Кто-то громко и сердито что-то сказал, прямо внутри головы. Шанни получила удар испуга, но сообразила – это снаружи.
Ей удалось уравновесить мысли, и следующий звук – смех – уже не испугал.
Рядом с ящиком шагал кто-то. Чужой запах… Она отпрянула.
И вот тогда Шанни ударилась в панику. Она заколотила в стену и закричала:
– Мардук!
И оп-па:
– Мардук!
Что-то подсказало ей, что пускаться в пространные объяснения на глупом птичьем языке не стоит.
Движение не сразу прекратилось. Голоса умолкли.
– Тах?
Кто-то думал.
– Та-ра-рах. – Как будто соглашаясь, ответил он.
Затем к щели прильнул предмет, застивший свет, и доска затрещала. Шанни осторожно, как по льду, подползла по неверной поверхности и застыла: в щели вспух глаз, дерево, шершавое и серое, выдавило из себя этот орган, чтобы рассмотреть новую жиличку.

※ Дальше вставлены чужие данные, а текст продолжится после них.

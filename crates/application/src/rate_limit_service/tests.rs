use std::collections::HashMap;
use std::sync::Arc;

use async_trait::async_trait;
use chrono::{DateTime, TimeDelta, TimeZone, Utc};
use tokio::sync::Mutex;

use prcard_core::{AppError, AppResult};

use super::{AttemptInfo, RateLimitRepository, RateLimitRule, RateLimitService};

#[derive(Default)]
struct FakeRateLimitRepository {
    windows: Mutex<HashMap<String, Vec<DateTime<Utc>>>>,
}

#[async_trait]
impl RateLimitRepository for FakeRateLimitRepository {
    async fn try_acquire(
        &self,
        key: &str,
        max_attempts: u32,
        window: TimeDelta,
        now: DateTime<Utc>,
    ) -> AppResult<AttemptInfo> {
        let mut windows = self.windows.lock().await;
        let timestamps = windows.entry(key.to_owned()).or_default();
        timestamps.retain(|timestamp| *timestamp >= now - window);

        let accepted = timestamps.len() < max_attempts as usize;
        if accepted {
            timestamps.push(now);
        }

        Ok(AttemptInfo {
            accepted,
            attempt_count: timestamps.len() as u32,
            oldest_attempt_at: timestamps.first().copied(),
        })
    }
}

fn start() -> DateTime<Utc> {
    Utc.with_ymd_and_hms(2026, 1, 1, 12, 0, 0)
        .single()
        .unwrap_or_else(|| unreachable!())
}

fn service() -> RateLimitService {
    RateLimitService::new(Arc::new(FakeRateLimitRepository::default()))
}

#[tokio::test]
async fn eleventh_request_in_window_is_refused() {
    let service = service();
    let rule = RateLimitRule::chat();

    for second in 0..10 {
        let result = service
            .check_rate_limit_at(&rule, "203.0.113.7", start() + TimeDelta::seconds(second))
            .await;
        assert!(result.is_ok());
    }

    let refused = service
        .check_rate_limit_at(&rule, "203.0.113.7", start() + TimeDelta::seconds(30))
        .await;
    assert!(matches!(refused, Err(AppError::RateLimited(_))));
}

#[tokio::test]
async fn window_slides_after_first_request_ages_out() {
    let service = service();
    let rule = RateLimitRule::chat();

    for _ in 0..10 {
        assert!(
            service
                .check_rate_limit_at(&rule, "client", start())
                .await
                .is_ok()
        );
    }

    let later = start() + TimeDelta::seconds(61);
    assert!(
        service
            .check_rate_limit_at(&rule, "client", later)
            .await
            .is_ok()
    );
}

#[tokio::test]
async fn clients_and_categories_are_limited_independently() {
    let service = service();
    let rule = RateLimitRule::new("chat", 1, 60);
    let other_rule = RateLimitRule::new("stamp", 1, 60);

    assert!(service.check_rate_limit_at(&rule, "a", start()).await.is_ok());
    assert!(service.check_rate_limit_at(&rule, "b", start()).await.is_ok());
    assert!(
        service
            .check_rate_limit_at(&other_rule, "a", start())
            .await
            .is_ok()
    );
    assert!(service.check_rate_limit_at(&rule, "a", start()).await.is_err());
}

#[tokio::test]
async fn refusal_reports_time_until_oldest_request_expires() {
    let service = service();
    let rule = RateLimitRule::new("chat", 1, 60);

    assert!(service.check_rate_limit_at(&rule, "a", start()).await.is_ok());
    let refused = service
        .check_rate_limit_at(&rule, "a", start() + TimeDelta::seconds(20))
        .await;

    let Err(AppError::RateLimited(message)) = refused else {
        unreachable!("second request must be refused");
    };
    assert!(message.contains("40 seconds"));
}

#[tokio::test]
async fn non_positive_window_is_rejected() {
    let service = service();
    let rule = RateLimitRule::new("chat", 10, 0);

    let result = service.check_rate_limit_at(&rule, "a", start()).await;
    assert!(matches!(result, Err(AppError::Validation(_))));
}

Шанни именно так и подумала в первую минуту – в таком состоянии находилась её душа. А ведь душа этой залётной нибирийки была бы под стать наёмному убийце – если бы когда-нибудь где-нибудь родился убийца с принципами и убеждениями.
Послышался смешок. Стена ослепла – пустая глазница уставилась на Шанни, только теперь сообразившую, что к чему.
– Та-тах.
– Ух… ха-ха…
Услышала она, и снова мысль отчаянно вцепилась в незнакомые звуки. Она отползла так, чтобы из щели её не было видно. Сама она заметила, как мелькают там детали лиц, не соединяющиеся в целое.
Они рассматривают её, как пойманную птицу. Снова вылез проклятый глаз. Она подавила желание протянуть руку и…
Вместо этого она, почти прижав губы к дереву, сказала:
– Мардук.
За стеной умолкли голоса.
– Мардук. – Повторила она твёрдо, стараясь унять дрожь в голосе и держась этого всеобъемлющего объяснения.
Глаз исчез. Снаружи послышался голос.
Он повторил странно с акцентом:
– Ма-адук
И снова смех. Перебивка – движение и дыхание, сквозь щель просунулась веточка.
– Ма-адук.
Они то ли издевались над ней, то ли, и впрямь, не понимали ни черта…
Внезапно за стеной рявкнул тяжёлый бездумный голос, и всё стихло. Ящик перестал качаться и поплыл.
Шанни скорчилась в углу и пыталась думать. Стало холодно. Её начало колотить, потом дрожь утихла, из углов наплыло спасительное временное безразличие.
Она дремала. Обстоятельства отразились во сне таким образом: Шанни готовила обед. Уже небывальщина – давненько она этим не занималась. С самого полёта. Теперь она стояла над чистым из неморёного дерева столом в неизвестной светлой кухне. Свет лился в зашторенные окна. Шанни месила тесто в кастрюльке, и оно прилипало к пальцам. Она то и дело добавляла в него из разных бутылочек и скляночек какие-то ингредиенты, но оно не желало вести себя пристойно и загустеть.
Вместо этого оно начало принимать очертания лица и чем старательнее Шанни пыталась замесить образ в тесто, чем явнее проступали у неё между пальцами выпуклости щёк и лба – лицо было повёрнуто в три четверти.
Она во сне вспомнила про человека, сделавшего из дерева куклу и вдохнувшего в неё жизнь, и рассмеялась.
Смех оборвался, когда она увидела, что из кастрюльки на неё с интересом смотрит лицо – только глаза закрыты и под тестяными веками двигаются глазные яблоки. Шанни медленно протянула руку, взяла со стола шкурку какого-то плода и бросила возле стола. Потом шагнула и, наступив на скользкое, упала.